Exact Sciences should be reporting results from their 10,000+ pateint trial of their cologuard non-invasive colon cnacer and pre-cancer screening test. EXAS is a molecular diagnostics company, not a theraputics company. As such, their test does not go through the standard phase 1 through phase 3 testing that is required of new drugs. Instead, the trials involve establishing sensitivity and specificity of the diagnostic through collection of a large number of samples with and without the disease being detected. Should the data be positive, EXAS will likely file for FDA approval in Q2. In previous studies, the cologuard test exceeded its target goals of 85% sensitivity and 90% specificity.

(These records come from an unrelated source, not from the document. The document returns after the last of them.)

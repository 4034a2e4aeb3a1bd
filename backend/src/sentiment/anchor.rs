//! Anchor Snapshot Selector
//!
//! Picks, per instrument, the historical snapshot a return is measured against.
//!
//! Two modes, never mixed:
//!   • Time-window: anchor is the most recent snapshot at least `min_lookback`
//!     older than *that instrument's own* latest snapshot. Instruments ingested
//!     out of lockstep each get their own reference point.
//!   • Rank: anchor is the snapshot at a fixed 1-based recency rank.
//!
//! Instruments without an anchor, or with a non-positive price on either side,
//! are excluded from the sample. Exclusion is a normal outcome, not an error.

use std::fmt;
use std::sync::Arc;

use anyhow::Context;

use super::SectorReturn;
use crate::snapshot::source::SnapshotSource;
use crate::snapshot::types::{PriceSnapshot, SnapshotHistory};
use crate::timeframe::SnapshotSeries;

#[derive(Clone, Copy, Debug, PartialEq, Eq)]
pub enum AnchorMode {
    TimeWindow { min_lookback_ms: u64 },
    Rank { rank: usize },
}

impl AnchorMode {
    /// Newest-first history depth a run should prefetch for this mode.
    pub fn history_depth(&self) -> usize {
        match self {
            AnchorMode::TimeWindow { .. } => 2,
            AnchorMode::Rank { rank } => (*rank).max(2),
        }
    }
}

/// Why an instrument was left out of a timeframe's sample.
#[derive(Clone, Copy, Debug, PartialEq, Eq, Hash)]
pub enum Exclusion {
    MissingAnchor,
    NonPositivePrice,
}

impl fmt::Display for Exclusion {
    fn fmt(&self, f: &mut fmt::Formatter<'_>) -> fmt::Result {
        match self {
            Exclusion::MissingAnchor => f.write_str("missing_anchor"),
            Exclusion::NonPositivePrice => f.write_str("non_positive_price"),
        }
    }
}

/// Returns plus exclusions for one sector.
#[derive(Clone, Debug, Default)]
pub struct AnchorOutcome {
    /// Ascending by instrument id.
    pub returns: Vec<SectorReturn>,
    pub excluded: Vec<(String, Exclusion)>,
}

impl AnchorOutcome {
    pub fn excluded_count(&self, reason: Exclusion) -> usize {
        self.excluded.iter().filter(|(_, r)| *r == reason).count()
    }
}

/// `(latest - anchor) / anchor * 100`, only for strictly positive prices.
pub fn percent_return(
    latest: &PriceSnapshot,
    anchor: &PriceSnapshot,
) -> Result<SectorReturn, Exclusion> {
    if !(latest.price > 0.0 && anchor.price > 0.0) {
        return Err(Exclusion::NonPositivePrice);
    }

    Ok(SectorReturn {
        instrument_id: latest.instrument_id.clone(),
        percent_change: (latest.price - anchor.price) / anchor.price * 100.0,
        price: latest.price,
        volume: latest.volume,
    })
}

/// Anchor reference time for the time-window mode. `None` when the lookback
/// reaches before the epoch (no snapshot can qualify).
pub fn window_threshold(latest: &PriceSnapshot, min_lookback_ms: u64) -> Option<u64> {
    latest.recorded_at_ms.checked_sub(min_lookback_ms)
}

/// Anchor from a prefetched history, if the history is deep enough to decide.
///
/// For time-window mode the history is a newest-first prefix of the full
/// series, so the first entry at or before the threshold is the answer. When
/// none qualifies the caller has to consult the source.
pub fn anchor_from_history(history: &SnapshotHistory, mode: AnchorMode) -> Option<&PriceSnapshot> {
    match mode {
        AnchorMode::Rank { rank } => history.nth_most_recent(rank),
        AnchorMode::TimeWindow { min_lookback_ms } => {
            let threshold = window_threshold(history.latest(), min_lookback_ms)?;
            history
                .recent()
                .iter()
                .find(|s| s.recorded_at_ms <= threshold)
        }
    }
}

/// Resolves anchors for a sector's filtered instruments.
pub struct AnchorSelector {
    source: Arc<dyn SnapshotSource>,
}

impl AnchorSelector {
    pub fn new(source: Arc<dyn SnapshotSource>) -> Self {
        Self { source }
    }

    pub async fn select(
        &self,
        series: SnapshotSeries,
        mode: AnchorMode,
        histories: &[SnapshotHistory],
    ) -> anyhow::Result<AnchorOutcome> {
        let mut out = AnchorOutcome::default();

        for history in histories {
            let latest = history.latest();
            let anchor = match anchor_from_history(history, mode) {
                Some(a) => Some(a.clone()),
                None => self.lookup(series, mode, latest).await?,
            };

            let Some(anchor) = anchor else {
                tracing::debug!(
                    instrument_id = %history.instrument_id,
                    reason = %Exclusion::MissingAnchor,
                    "instrument excluded"
                );
                out.excluded
                    .push((history.instrument_id.clone(), Exclusion::MissingAnchor));
                continue;
            };

            match percent_return(latest, &anchor) {
                Ok(r) => out.returns.push(r),
                Err(reason) => {
                    tracing::debug!(
                        instrument_id = %history.instrument_id,
                        reason = %reason,
                        "instrument excluded"
                    );
                    out.excluded.push((history.instrument_id.clone(), reason));
                }
            }
        }

        out.returns
            .sort_by(|a, b| a.instrument_id.cmp(&b.instrument_id));
        Ok(out)
    }

    async fn lookup(
        &self,
        series: SnapshotSeries,
        mode: AnchorMode,
        latest: &PriceSnapshot,
    ) -> anyhow::Result<Option<PriceSnapshot>> {
        match mode {
            // The prefetched history already held every snapshot up to `rank`.
            AnchorMode::Rank { .. } => Ok(None),
            AnchorMode::TimeWindow { min_lookback_ms } => {
                let Some(threshold) = window_threshold(latest, min_lookback_ms) else {
                    return Ok(None);
                };
                self.source
                    .at_or_before(series, &latest.instrument_id, threshold)
                    .await
                    .with_context(|| format!("anchor lookup failed for {}", latest.instrument_id))
            }
        }
    }
}

#[cfg(test)]
mod tests {
    use super::*;
    use crate::snapshot::memory::MemorySnapshotSource;
    use tracing_test::traced_test;

    const MIN: u64 = 60_000;
    const NOW: u64 = 1_000 * MIN;
    const LOOKBACK: AnchorMode = AnchorMode::TimeWindow {
        min_lookback_ms: 25 * MIN,
    };

    fn snap(id: &str, price: f64, ts: u64) -> PriceSnapshot {
        PriceSnapshot::new(id, price, 1_000, ts)
    }

    async fn histories(
        src: &MemorySnapshotSource,
        ids: &[&str],
        depth: usize,
    ) -> Vec<SnapshotHistory> {
        let ids: Vec<String> = ids.iter().map(|s| s.to_string()).collect();
        let mut map = src
            .recent(SnapshotSeries::Intraday, &ids, depth)
            .await
            .unwrap();
        ids.iter()
            .filter_map(|id| SnapshotHistory::new(id.clone(), map.remove(id)?))
            .collect()
    }

    #[test]
    fn percent_return_requires_positive_prices() {
        let r = percent_return(&snap("A", 11.0, 2), &snap("A", 10.0, 1)).unwrap();
        assert!((r.percent_change - 10.0).abs() < 1e-12);

        assert_eq!(
            percent_return(&snap("A", 11.0, 2), &snap("A", 0.0, 1)),
            Err(Exclusion::NonPositivePrice)
        );
        assert_eq!(
            percent_return(&snap("A", -1.0, 2), &snap("A", 10.0, 1)),
            Err(Exclusion::NonPositivePrice)
        );
    }

    #[tokio::test]
    async fn time_window_excludes_too_recent_prior_snapshot() {
        let src = Arc::new(MemorySnapshotSource::new());
        let s = SnapshotSeries::Intraday;
        // A: prior snapshot only 20 minutes before its own latest
        src.record(s, snap("A", 10.0, NOW - 20 * MIN));
        src.record(s, snap("A", 9.5, NOW));
        // B: prior snapshot 35 minutes before its own latest
        src.record(s, snap("B", 10.0, NOW - 35 * MIN));
        src.record(s, snap("B", 11.0, NOW));

        let hs = histories(&src, &["A", "B"], 2).await;
        let out = AnchorSelector::new(src.clone())
            .select(s, LOOKBACK, &hs)
            .await
            .unwrap();

        assert_eq!(out.returns.len(), 1);
        assert_eq!(out.returns[0].instrument_id, "B");
        assert!((out.returns[0].percent_change - 10.0).abs() < 1e-12);
        assert_eq!(out.excluded, vec![("A".to_string(), Exclusion::MissingAnchor)]);
    }

    #[tokio::test]
    async fn time_window_is_relative_to_each_instruments_latest() {
        let src = Arc::new(MemorySnapshotSource::new());
        let s = SnapshotSeries::Intraday;
        // C lags the rest of the universe by 10 minutes; a shared wall-clock
        // cutoff of NOW - 25m would pick the 40m-old snapshot.
        src.record(s, snap("C", 8.0, NOW - 50 * MIN));
        src.record(s, snap("C", 10.0, NOW - 36 * MIN));
        src.record(s, snap("C", 12.0, NOW - 10 * MIN));

        let hs = histories(&src, &["C"], 2).await;
        let out = AnchorSelector::new(src.clone())
            .select(s, LOOKBACK, &hs)
            .await
            .unwrap();

        // Threshold = (NOW - 10m) - 25m = NOW - 35m -> anchor is the 36m snapshot
        assert!((out.returns[0].percent_change - 20.0).abs() < 1e-12);
    }

    #[tokio::test]
    async fn time_window_falls_back_to_source_beyond_prefetch() {
        let src = Arc::new(MemorySnapshotSource::new());
        let s = SnapshotSeries::Intraday;
        src.record(s, snap("D", 10.0, NOW - 60 * MIN));
        src.record(s, snap("D", 10.5, NOW - 10 * MIN));
        src.record(s, snap("D", 11.0, NOW - 5 * MIN));
        src.record(s, snap("D", 12.0, NOW));

        // depth 2 only holds the 5m and 0m snapshots
        let hs = histories(&src, &["D"], 2).await;
        assert!(anchor_from_history(&hs[0], LOOKBACK).is_none());

        let out = AnchorSelector::new(src.clone())
            .select(s, LOOKBACK, &hs)
            .await
            .unwrap();
        assert!((out.returns[0].percent_change - 20.0).abs() < 1e-12);
    }

    #[tokio::test]
    async fn rank_mode_uses_fixed_offset() {
        let src = Arc::new(MemorySnapshotSource::new());
        let s = SnapshotSeries::Intraday;
        for (day, price) in [(1, 100.0), (2, 90.0), (3, 95.0), (4, 99.0)] {
            src.record(s, snap("E", price, day * 24 * 60 * MIN));
        }
        src.record(s, snap("F", 50.0, 3 * 24 * 60 * MIN));
        src.record(s, snap("F", 55.0, 4 * 24 * 60 * MIN));

        let mode = AnchorMode::Rank { rank: 3 };
        let hs = histories(&src, &["E", "F"], mode.history_depth()).await;
        let out = AnchorSelector::new(src.clone())
            .select(s, mode, &hs)
            .await
            .unwrap();

        // E: latest 99 vs 3rd most recent 90 -> +10%
        assert_eq!(out.returns.len(), 1);
        assert!((out.returns[0].percent_change - 10.0).abs() < 1e-12);
        // F has only two snapshots
        assert_eq!(out.excluded_count(Exclusion::MissingAnchor), 1);
    }

    #[tokio::test]
    #[traced_test]
    async fn non_positive_anchor_is_excluded_and_logged() {
        let src = Arc::new(MemorySnapshotSource::new());
        let s = SnapshotSeries::Intraday;
        src.record(s, snap("G", 0.0, NOW - 40 * MIN));
        src.record(s, snap("G", 5.0, NOW));

        let hs = histories(&src, &["G"], 2).await;
        let out = AnchorSelector::new(src.clone())
            .select(s, LOOKBACK, &hs)
            .await
            .unwrap();

        assert!(out.returns.is_empty());
        assert_eq!(out.excluded_count(Exclusion::NonPositivePrice), 1);
        assert!(logs_contain("non_positive_price"));
    }
}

EXAS stock hit a recent low of $9.52 on April 3. Since then shares have advaned mor ethan $1 and investors anticipate the data announcement sometime soon. As of December 31, 2012, EXAS had $108.1 million cash on hand. the compnay spent $44.2 million in 2012 and has guided that current cash would last at least 12 months. We beleive that the company has sufficient cash to fund operations well into 2014.
According to company estimates, the US market opportunity for cologuard is $2 billion and the global opportunity is $3 billion. While company estimates should always be taken with a grain of salt, even if the opportunity turns out to be 1/3rd of their estimates, EXAS is undervalued if the test works. Should the trial prove unsuccessful, the $686 million market cap is too rich. Options may be the low-risk way to participate in potential upside without taking on excessive downside risk in this binary event.